Turtos bankas purchased the grounds of the Shnipishok Jewish cemetery from a bankrupt Russian company after they realized they were not going to be allowed to build on the site.
When this Russian company failed, Turtos Bankas picked up the property for a song. The state owned Lithuanian bank was determined to go ahead with the development, despite public outcry and internationally binding legislation. Locals who are close to the acton suggest that Turtos Bankas took steps, using its influence to have the area rezoned and to allow the construction.
In January 2020, in a betrayal of faith, Turtos bankas revised the 2009 agreement not to build on the grounds of Shnipishok Jewish cemetery into a form that would allow the building to go ahead with the CPJCE serving as an advisory role allegedly to prevent violations against Jewish law.
Pointedly, a development on a Jewish cemetery is inherently a violation of Jewish law and basic decency, which clearly would preclude any prospect of development on the cemetery grounds.

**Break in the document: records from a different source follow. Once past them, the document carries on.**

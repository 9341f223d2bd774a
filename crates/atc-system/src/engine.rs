//! Separation engine: current violations, look-ahead prediction,
//! warning hysteresis, and advisory dispatch.
//!
//! Each cycle snapshots the registry, evaluates every unordered pair,
//! emits current violations immediately (never suppressed) and
//! predicted conflicts subject to a per-pair cooldown. When any pair
//! needs immediate action the engine halves its own period for the
//! next activation.

use crate::comm::{AlertLevel, CommandData, Message, MessageBus};
use crate::registry::AircraftRegistry;
use crate::runner::{PeriodCell, PeriodicTask, TaskFlow};
use async_trait::async_trait;
use atc_core::geometry::Airspace;
use atc_core::models::AircraftState;
use atc_core::resolution::{self, ResolutionAction, ResolutionKind};
use atc_core::rules::{SeparationRules, SEPARATION_CHECK_INTERVAL_MS, SEPARATION_PRIORITY};
use atc_core::separation::{
    check_pair_violation, predict_violation, prediction_is_actionable, ViolationInfo,
    ViolationPrediction,
};
use atc_core::AtcError;
use dashmap::DashMap;
use std::sync::atomic::{AtomicU64, Ordering};
use std::sync::{Arc, Mutex};
use std::time::{Duration, Instant};

const SENDER_ID: &str = "SEPARATION";

/// Engine period while any pair requires immediate action.
pub const URGENT_CHECK_INTERVAL_MS: u64 = SEPARATION_CHECK_INTERVAL_MS / 2;

/// Unordered aircraft pair used as the cooldown key.
#[derive(Debug, Clone, PartialEq, Eq, Hash)]
pub struct PairKey(String, String);

impl PairKey {
    pub fn new(a: &str, b: &str) -> Self {
        if a <= b {
            Self(a.to_string(), b.to_string())
        } else {
            Self(b.to_string(), a.to_string())
        }
    }

    pub fn involves(&self, callsign: &str) -> bool {
        self.0 == callsign || self.1 == callsign
    }
}

/// What the last engine cycle saw; consumed by the display.
#[derive(Debug, Default, Clone)]
pub struct EngineReport {
    pub violations: Vec<ViolationInfo>,
    pub predictions: Vec<ViolationPrediction>,
}

pub struct SeparationEngine {
    registry: Arc<AircraftRegistry>,
    bus: MessageBus,
    rules: SeparationRules,
    airspace: Airspace,
    cooldowns: DashMap<PairKey, Instant>,
    report: Mutex<EngineReport>,
    period: Arc<PeriodCell>,
    checks: AtomicU64,
    violations_detected: AtomicU64,
    advisories_emitted: AtomicU64,
}

impl SeparationEngine {
    pub fn new(
        registry: Arc<AircraftRegistry>,
        bus: MessageBus,
        rules: SeparationRules,
        airspace: Airspace,
    ) -> Arc<Self> {
        tracing::info!(
            lookahead_secs = rules.lookahead_secs,
            h_min = rules.min_horizontal_separation,
            v_min = rules.min_vertical_separation,
            "separation engine initialized"
        );
        Arc::new(Self {
            registry,
            bus,
            rules,
            airspace,
            cooldowns: DashMap::new(),
            report: Mutex::new(EngineReport::default()),
            period: PeriodCell::new(Duration::from_millis(SEPARATION_CHECK_INTERVAL_MS)),
            checks: AtomicU64::new(0),
            violations_detected: AtomicU64::new(0),
            advisories_emitted: AtomicU64::new(0),
        })
    }

    /// The engine's own period cell; hand this to the runner so the
    /// adaptive cadence takes effect.
    pub fn period(&self) -> Arc<PeriodCell> {
        Arc::clone(&self.period)
    }

    pub fn rules(&self) -> &SeparationRules {
        &self.rules
    }

    /// Last cycle's findings.
    pub fn report(&self) -> EngineReport {
        self.report
            .lock()
            .unwrap_or_else(|poisoned| poisoned.into_inner())
            .clone()
    }

    pub fn checks_performed(&self) -> u64 {
        self.checks.load(Ordering::Relaxed)
    }

    pub fn violations_detected(&self) -> u64 {
        self.violations_detected.load(Ordering::Relaxed)
    }

    pub fn advisories_emitted(&self) -> u64 {
        self.advisories_emitted.load(Ordering::Relaxed)
    }

    /// Drop cooldown state for a removed aircraft.
    pub fn purge(&self, callsign: &str) {
        self.cooldowns.retain(|key, _| !key.involves(callsign));
    }

    /// Severity tiers follow the separation thresholds: immediate
    /// action is critical, a minimum separation inside the critical
    /// band warns, anything else in the early band is informational.
    fn alert_level(&self, prediction: &ViolationPrediction) -> AlertLevel {
        if prediction.requires_immediate_action {
            AlertLevel::Critical
        } else if prediction.min_separation < self.rules.critical_warning_distance() {
            AlertLevel::Warning
        } else {
            AlertLevel::Info
        }
    }

    fn command_for(action: &ResolutionAction) -> CommandData {
        match action.kind {
            ResolutionKind::AltitudeChange => CommandData::new(&action.aircraft_id, "ALTITUDE")
                .with_param(format!("{:.0}", action.value)),
            ResolutionKind::SpeedChange => CommandData::new(&action.aircraft_id, "SPEED")
                .with_param(format!("{:.0}", action.value)),
            ResolutionKind::HeadingChange => CommandData::new(&action.aircraft_id, "HEADING")
                .with_param(format!("{:.1}", action.value)),
            ResolutionKind::EmergencyStop => {
                CommandData::new(&action.aircraft_id, "EMERGENCY").with_param("ON")
            }
        }
    }

    fn execute_actions(&self, actions: &[ResolutionAction]) {
        for action in actions {
            let msg = Message::command(SENDER_ID, Self::command_for(action));
            if let Err(err) = self.bus.send(&msg) {
                tracing::warn!(
                    aircraft = %action.aircraft_id,
                    "failed to dispatch resolution command: {err}"
                );
            }
        }
    }

    fn handle_current_violation(&self, s1: &AircraftState, s2: &AircraftState, violation: &ViolationInfo) {
        self.violations_detected.fetch_add(1, Ordering::Relaxed);
        tracing::error!(
            a = %violation.aircraft1_id,
            b = %violation.aircraft2_id,
            horizontal = violation.horizontal_separation,
            vertical = violation.vertical_separation,
            "separation violation"
        );

        let alert = Message::alert(
            SENDER_ID,
            AlertLevel::Emergency,
            format!(
                "VIOLATION {} / {}: horizontal {:.0}, vertical {:.0}",
                violation.aircraft1_id,
                violation.aircraft2_id,
                violation.horizontal_separation,
                violation.vertical_separation
            ),
        );
        if let Err(err) = self.bus.send(&alert) {
            tracing::warn!("failed to publish violation alert: {err}");
        }

        // Resolution for an active violation is always mandatory.
        let mut prediction = predict_violation(s1, s2, &self.rules);
        prediction.requires_immediate_action = true;

        let actions = resolution::validate_actions(
            resolution::generate_actions(s1, s2, &prediction, &self.rules),
            &self.airspace,
        );
        self.execute_actions(&actions);
    }

    fn handle_prediction(
        &self,
        s1: &AircraftState,
        s2: &AircraftState,
        prediction: &ViolationPrediction,
        now: Instant,
    ) -> bool {
        let key = PairKey::new(&prediction.aircraft1_id, &prediction.aircraft2_id);
        let cooldown = Duration::from_secs_f64(self.rules.warning_cooldown_secs);

        if let Some(last) = self.cooldowns.get(&key) {
            if now.duration_since(*last) < cooldown {
                tracing::debug!(
                    a = %prediction.aircraft1_id,
                    b = %prediction.aircraft2_id,
                    "prediction suppressed by cooldown"
                );
                return false;
            }
        }

        tracing::warn!(
            a = %prediction.aircraft1_id,
            b = %prediction.aircraft2_id,
            t_min = prediction.time_to_violation,
            min_separation = prediction.min_separation,
            immediate = prediction.requires_immediate_action,
            "predicted conflict"
        );

        let alert = Message::alert(
            SENDER_ID,
            self.alert_level(prediction),
            format!(
                "PREDICTED CONFLICT {} / {}: {:.1}s to minimum separation {:.0}",
                prediction.aircraft1_id,
                prediction.aircraft2_id,
                prediction.time_to_violation,
                prediction.min_separation
            ),
        );
        if let Err(err) = self.bus.send(&alert) {
            tracing::warn!("failed to publish conflict alert: {err}");
        }

        let actions = resolution::validate_actions(
            resolution::generate_actions(s1, s2, prediction, &self.rules),
            &self.airspace,
        );
        self.execute_actions(&actions);

        self.cooldowns.insert(key, now);
        self.advisories_emitted.fetch_add(1, Ordering::Relaxed);
        true
    }

    fn sweep_cooldowns(&self, now: Instant) {
        let expiry = Duration::from_secs_f64(self.rules.cooldown_expiry_secs());
        self.cooldowns
            .retain(|_, last| now.duration_since(*last) <= expiry);
    }

    /// One engine cycle at an explicit instant; split from `execute`
    /// so the hysteresis and cadence logic is testable.
    pub fn run_cycle(&self, now: Instant) {
        let snapshot = self.registry.snapshot();
        let mut report = EngineReport::default();
        let mut immediate_action = false;

        for i in 0..snapshot.len() {
            for j in (i + 1)..snapshot.len() {
                let s1 = &snapshot[i];
                let s2 = &snapshot[j];
                self.checks.fetch_add(1, Ordering::Relaxed);

                // Current violation first; it pre-empts the predictive
                // path for this pair and is never cooldown-suppressed.
                if let Some(violation) = check_pair_violation(s1, s2, &self.rules) {
                    self.handle_current_violation(s1, s2, &violation);
                    report.violations.push(violation);
                    immediate_action = true;
                    continue;
                }

                let prediction = predict_violation(s1, s2, &self.rules);
                if prediction_is_actionable(&prediction, &self.rules) {
                    if prediction.requires_immediate_action {
                        immediate_action = true;
                    }
                    self.handle_prediction(s1, s2, &prediction, now);
                    report.predictions.push(prediction);
                }
            }
        }

        self.sweep_cooldowns(now);

        // Adaptive cadence: tighten while anything is urgent, restore
        // the default once the airspace calms down.
        let target = if immediate_action {
            Duration::from_millis(URGENT_CHECK_INTERVAL_MS)
        } else {
            Duration::from_millis(SEPARATION_CHECK_INTERVAL_MS)
        };
        if self.period.get() != target {
            tracing::info!(period_ms = target.as_millis() as u64, "separation cadence changed");
            self.period.set(target);
        }

        *self
            .report
            .lock()
            .unwrap_or_else(|poisoned| poisoned.into_inner()) = report;
    }
}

Additionally, Chief Rabbi Pinchus Goldschmidt head of the Conference of European Rabbis, the senior most authoritative Jewish body in Europe certified that the CPJCE had no authority over any Jewish community or to interpret Jewish law.
In addition, a leading rabbinical court has placed a cease and desist order precluding anyone from participating in the development.
As Turto bankas and those supporting the construction threaten to go ahead with their plans, U.S. lawmakers are considering using their influence to halt the plan.
Further, Secretary Antony Blinken, in the name of newly elected U.S. President Joe Biden, has affirmed that human rights are central to U.S. foreign policy.
In 2008 and in 2014, U.S. leaders took steps that forbade further building on the Shnipishok Jewish cemetery. Additionally, desecrating a Jewish Cemetery clearly fits the OHCHR definition of Antisemitism.
Given the commitment of U.S. leaders to fight Antisemitism and to prevent religious persecution worldwide, expectations are buoyant that U.S. lawmakers will once again invoke their power to prevent the desecration of the Jewish cemetery.